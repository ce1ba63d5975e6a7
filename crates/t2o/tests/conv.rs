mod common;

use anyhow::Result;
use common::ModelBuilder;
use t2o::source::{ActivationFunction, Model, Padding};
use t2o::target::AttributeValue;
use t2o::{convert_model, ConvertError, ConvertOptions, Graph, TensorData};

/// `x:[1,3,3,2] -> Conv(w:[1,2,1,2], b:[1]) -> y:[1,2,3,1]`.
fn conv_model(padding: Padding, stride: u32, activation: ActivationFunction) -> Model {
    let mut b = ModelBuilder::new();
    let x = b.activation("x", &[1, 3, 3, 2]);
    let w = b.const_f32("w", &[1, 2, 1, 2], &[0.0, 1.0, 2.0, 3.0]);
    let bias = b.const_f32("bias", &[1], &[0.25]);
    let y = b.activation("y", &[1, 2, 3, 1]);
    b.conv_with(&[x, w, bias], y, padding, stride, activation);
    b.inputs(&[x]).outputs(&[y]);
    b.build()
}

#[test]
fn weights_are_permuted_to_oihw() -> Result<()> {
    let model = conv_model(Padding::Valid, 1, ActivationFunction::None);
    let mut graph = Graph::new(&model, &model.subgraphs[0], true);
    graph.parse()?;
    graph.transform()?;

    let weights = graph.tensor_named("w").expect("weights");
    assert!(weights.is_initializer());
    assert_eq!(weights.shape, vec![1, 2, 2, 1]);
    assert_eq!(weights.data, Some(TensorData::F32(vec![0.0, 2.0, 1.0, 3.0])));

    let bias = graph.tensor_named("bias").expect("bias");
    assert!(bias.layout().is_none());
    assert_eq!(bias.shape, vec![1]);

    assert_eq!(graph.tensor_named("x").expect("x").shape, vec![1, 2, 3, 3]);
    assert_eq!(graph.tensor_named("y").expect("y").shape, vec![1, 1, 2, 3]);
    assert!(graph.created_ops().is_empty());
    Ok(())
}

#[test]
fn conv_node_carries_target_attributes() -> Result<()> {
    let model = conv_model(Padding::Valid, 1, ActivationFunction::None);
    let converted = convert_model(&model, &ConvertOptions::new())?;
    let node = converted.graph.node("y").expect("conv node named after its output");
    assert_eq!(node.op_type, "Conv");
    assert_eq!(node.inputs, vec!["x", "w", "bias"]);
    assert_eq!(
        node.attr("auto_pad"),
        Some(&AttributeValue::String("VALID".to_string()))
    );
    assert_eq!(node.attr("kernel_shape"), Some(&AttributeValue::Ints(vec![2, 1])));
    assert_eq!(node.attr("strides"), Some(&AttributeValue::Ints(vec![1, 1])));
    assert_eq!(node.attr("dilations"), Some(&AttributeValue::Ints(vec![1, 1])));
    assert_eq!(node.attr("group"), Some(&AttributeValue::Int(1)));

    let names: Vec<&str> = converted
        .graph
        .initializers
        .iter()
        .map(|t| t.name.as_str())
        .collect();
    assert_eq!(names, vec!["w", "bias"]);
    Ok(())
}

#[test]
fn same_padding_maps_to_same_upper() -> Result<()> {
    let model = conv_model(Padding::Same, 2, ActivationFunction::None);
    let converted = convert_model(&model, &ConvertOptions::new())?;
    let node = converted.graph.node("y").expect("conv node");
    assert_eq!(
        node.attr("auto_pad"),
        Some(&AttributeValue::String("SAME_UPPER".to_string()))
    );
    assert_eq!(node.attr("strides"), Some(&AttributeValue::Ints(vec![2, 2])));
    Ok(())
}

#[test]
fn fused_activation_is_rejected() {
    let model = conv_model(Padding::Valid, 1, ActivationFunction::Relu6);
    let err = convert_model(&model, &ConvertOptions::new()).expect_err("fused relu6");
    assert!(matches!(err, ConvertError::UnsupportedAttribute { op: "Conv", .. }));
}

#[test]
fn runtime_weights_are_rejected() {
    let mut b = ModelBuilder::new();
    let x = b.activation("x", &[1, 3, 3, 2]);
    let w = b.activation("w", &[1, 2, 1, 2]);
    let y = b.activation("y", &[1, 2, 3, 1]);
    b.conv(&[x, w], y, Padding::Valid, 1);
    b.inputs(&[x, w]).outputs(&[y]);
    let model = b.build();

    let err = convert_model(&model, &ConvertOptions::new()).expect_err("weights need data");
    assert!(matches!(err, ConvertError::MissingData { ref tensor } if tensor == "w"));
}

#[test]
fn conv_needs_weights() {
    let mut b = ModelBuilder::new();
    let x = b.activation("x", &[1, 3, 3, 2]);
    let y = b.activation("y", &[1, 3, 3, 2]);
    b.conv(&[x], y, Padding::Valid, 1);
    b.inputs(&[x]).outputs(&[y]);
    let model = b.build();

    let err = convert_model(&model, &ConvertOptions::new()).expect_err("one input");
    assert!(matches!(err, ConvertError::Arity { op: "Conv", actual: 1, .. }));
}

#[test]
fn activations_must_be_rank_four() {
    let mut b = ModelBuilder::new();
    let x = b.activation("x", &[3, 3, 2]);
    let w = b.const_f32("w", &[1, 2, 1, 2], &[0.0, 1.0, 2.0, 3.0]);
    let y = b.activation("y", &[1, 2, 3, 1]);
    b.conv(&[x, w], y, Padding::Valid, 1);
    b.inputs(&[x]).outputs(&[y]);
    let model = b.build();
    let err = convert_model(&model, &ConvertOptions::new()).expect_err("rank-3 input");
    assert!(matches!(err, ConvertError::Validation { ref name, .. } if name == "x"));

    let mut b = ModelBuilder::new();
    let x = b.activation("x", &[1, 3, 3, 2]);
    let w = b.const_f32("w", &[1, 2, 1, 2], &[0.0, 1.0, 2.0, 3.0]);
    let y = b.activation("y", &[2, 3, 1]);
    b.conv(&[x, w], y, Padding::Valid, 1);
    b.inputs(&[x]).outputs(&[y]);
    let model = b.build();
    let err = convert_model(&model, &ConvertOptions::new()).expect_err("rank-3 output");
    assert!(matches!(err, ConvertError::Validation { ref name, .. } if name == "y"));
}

==========

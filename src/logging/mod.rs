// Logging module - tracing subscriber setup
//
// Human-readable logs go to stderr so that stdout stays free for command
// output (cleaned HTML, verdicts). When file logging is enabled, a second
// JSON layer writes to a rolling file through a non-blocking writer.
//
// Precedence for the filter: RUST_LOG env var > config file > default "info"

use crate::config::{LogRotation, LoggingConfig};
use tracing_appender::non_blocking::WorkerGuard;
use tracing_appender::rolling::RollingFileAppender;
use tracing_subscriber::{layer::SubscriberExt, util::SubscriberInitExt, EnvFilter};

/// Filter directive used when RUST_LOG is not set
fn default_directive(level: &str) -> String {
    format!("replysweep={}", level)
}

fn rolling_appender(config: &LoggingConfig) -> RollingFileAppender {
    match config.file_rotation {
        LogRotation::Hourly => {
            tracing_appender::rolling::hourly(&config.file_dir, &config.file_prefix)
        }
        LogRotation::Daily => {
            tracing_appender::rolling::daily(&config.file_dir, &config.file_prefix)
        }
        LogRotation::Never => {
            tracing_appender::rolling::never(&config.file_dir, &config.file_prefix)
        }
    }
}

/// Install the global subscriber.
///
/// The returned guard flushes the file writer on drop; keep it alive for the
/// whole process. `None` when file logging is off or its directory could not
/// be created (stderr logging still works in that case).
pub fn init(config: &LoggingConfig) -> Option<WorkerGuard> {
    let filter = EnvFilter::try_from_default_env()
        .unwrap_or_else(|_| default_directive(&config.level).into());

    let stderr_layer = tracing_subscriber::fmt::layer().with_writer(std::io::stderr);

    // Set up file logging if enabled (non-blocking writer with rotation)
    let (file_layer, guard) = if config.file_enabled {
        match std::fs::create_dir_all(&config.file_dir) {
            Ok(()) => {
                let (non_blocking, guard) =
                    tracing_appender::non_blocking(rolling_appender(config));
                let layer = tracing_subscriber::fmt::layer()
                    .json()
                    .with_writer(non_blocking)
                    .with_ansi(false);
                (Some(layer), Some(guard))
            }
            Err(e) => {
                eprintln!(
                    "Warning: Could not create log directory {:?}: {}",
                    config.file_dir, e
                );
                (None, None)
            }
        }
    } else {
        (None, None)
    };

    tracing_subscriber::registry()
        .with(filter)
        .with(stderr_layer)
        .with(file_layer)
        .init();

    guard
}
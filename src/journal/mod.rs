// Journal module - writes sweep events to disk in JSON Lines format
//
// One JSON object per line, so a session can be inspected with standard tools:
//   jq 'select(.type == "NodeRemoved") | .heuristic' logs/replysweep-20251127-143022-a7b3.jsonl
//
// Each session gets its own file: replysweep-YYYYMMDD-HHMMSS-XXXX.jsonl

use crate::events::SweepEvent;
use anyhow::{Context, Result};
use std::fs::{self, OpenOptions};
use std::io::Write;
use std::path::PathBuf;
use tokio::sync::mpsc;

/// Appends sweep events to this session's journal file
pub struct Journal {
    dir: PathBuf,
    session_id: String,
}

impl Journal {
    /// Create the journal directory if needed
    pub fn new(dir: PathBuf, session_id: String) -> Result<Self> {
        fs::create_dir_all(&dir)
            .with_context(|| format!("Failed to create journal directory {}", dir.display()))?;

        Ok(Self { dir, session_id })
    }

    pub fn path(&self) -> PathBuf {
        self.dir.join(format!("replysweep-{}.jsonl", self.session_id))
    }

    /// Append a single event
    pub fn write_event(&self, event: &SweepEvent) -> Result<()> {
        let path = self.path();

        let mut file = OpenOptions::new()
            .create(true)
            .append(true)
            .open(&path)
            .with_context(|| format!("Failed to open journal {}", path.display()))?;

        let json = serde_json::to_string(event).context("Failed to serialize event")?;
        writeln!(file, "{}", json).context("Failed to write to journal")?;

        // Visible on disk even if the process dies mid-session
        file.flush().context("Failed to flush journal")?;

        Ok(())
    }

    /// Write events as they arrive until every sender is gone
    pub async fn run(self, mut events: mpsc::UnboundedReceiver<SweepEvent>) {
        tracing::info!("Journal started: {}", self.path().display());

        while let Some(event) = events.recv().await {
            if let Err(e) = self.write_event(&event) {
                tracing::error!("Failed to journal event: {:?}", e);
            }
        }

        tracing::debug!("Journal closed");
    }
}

==========

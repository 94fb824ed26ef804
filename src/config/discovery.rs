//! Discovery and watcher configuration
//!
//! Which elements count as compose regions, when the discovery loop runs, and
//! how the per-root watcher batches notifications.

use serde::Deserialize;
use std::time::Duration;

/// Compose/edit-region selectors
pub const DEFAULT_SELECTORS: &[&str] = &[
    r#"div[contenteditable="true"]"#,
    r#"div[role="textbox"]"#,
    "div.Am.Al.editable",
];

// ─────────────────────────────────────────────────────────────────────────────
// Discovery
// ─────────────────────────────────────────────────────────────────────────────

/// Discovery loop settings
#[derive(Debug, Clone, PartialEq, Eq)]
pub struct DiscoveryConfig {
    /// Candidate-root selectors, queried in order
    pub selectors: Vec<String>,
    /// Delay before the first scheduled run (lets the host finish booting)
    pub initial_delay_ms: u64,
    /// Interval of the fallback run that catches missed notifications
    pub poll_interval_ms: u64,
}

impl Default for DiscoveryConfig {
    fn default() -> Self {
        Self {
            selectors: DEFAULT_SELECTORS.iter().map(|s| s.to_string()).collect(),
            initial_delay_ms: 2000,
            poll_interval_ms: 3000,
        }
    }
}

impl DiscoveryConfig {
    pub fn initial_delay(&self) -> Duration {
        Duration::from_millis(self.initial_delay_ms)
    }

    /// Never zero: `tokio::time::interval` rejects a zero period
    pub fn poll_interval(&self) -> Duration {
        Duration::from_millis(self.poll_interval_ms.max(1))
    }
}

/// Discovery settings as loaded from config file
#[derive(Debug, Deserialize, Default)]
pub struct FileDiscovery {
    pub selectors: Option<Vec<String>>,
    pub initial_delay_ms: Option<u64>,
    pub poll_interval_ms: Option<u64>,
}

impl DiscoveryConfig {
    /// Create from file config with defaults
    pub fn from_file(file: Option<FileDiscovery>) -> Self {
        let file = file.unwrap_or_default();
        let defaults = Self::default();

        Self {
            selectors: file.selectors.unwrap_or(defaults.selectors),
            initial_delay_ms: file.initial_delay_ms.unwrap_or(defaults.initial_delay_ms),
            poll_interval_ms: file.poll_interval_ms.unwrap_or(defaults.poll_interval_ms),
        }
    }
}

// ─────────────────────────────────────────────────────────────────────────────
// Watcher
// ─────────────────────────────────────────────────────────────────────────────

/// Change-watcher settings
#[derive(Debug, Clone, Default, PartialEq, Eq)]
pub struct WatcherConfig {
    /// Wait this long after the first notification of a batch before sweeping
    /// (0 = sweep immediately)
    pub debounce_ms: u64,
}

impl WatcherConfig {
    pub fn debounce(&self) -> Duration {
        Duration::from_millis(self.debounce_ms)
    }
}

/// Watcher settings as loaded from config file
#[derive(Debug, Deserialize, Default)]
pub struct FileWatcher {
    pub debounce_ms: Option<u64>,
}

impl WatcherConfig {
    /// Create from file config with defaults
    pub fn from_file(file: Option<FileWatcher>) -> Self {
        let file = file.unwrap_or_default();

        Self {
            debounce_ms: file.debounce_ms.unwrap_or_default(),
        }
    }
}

==========

## Work order
Show every line in the entries where the string "Result" occurs.

## Solution to this task
use anyhow::Result;
fn weights_are_permuted_to_oihw() -> Result<()> {
fn conv_node_carries_target_attributes() -> Result<()> {
fn same_padding_maps_to_same_upper() -> Result<()> {
use anyhow::{Context, Result};
    pub fn new(dir: PathBuf, session_id: String) -> Result<Self> {
    pub fn write_event(&self, event: &SweepEvent) -> Result<()> {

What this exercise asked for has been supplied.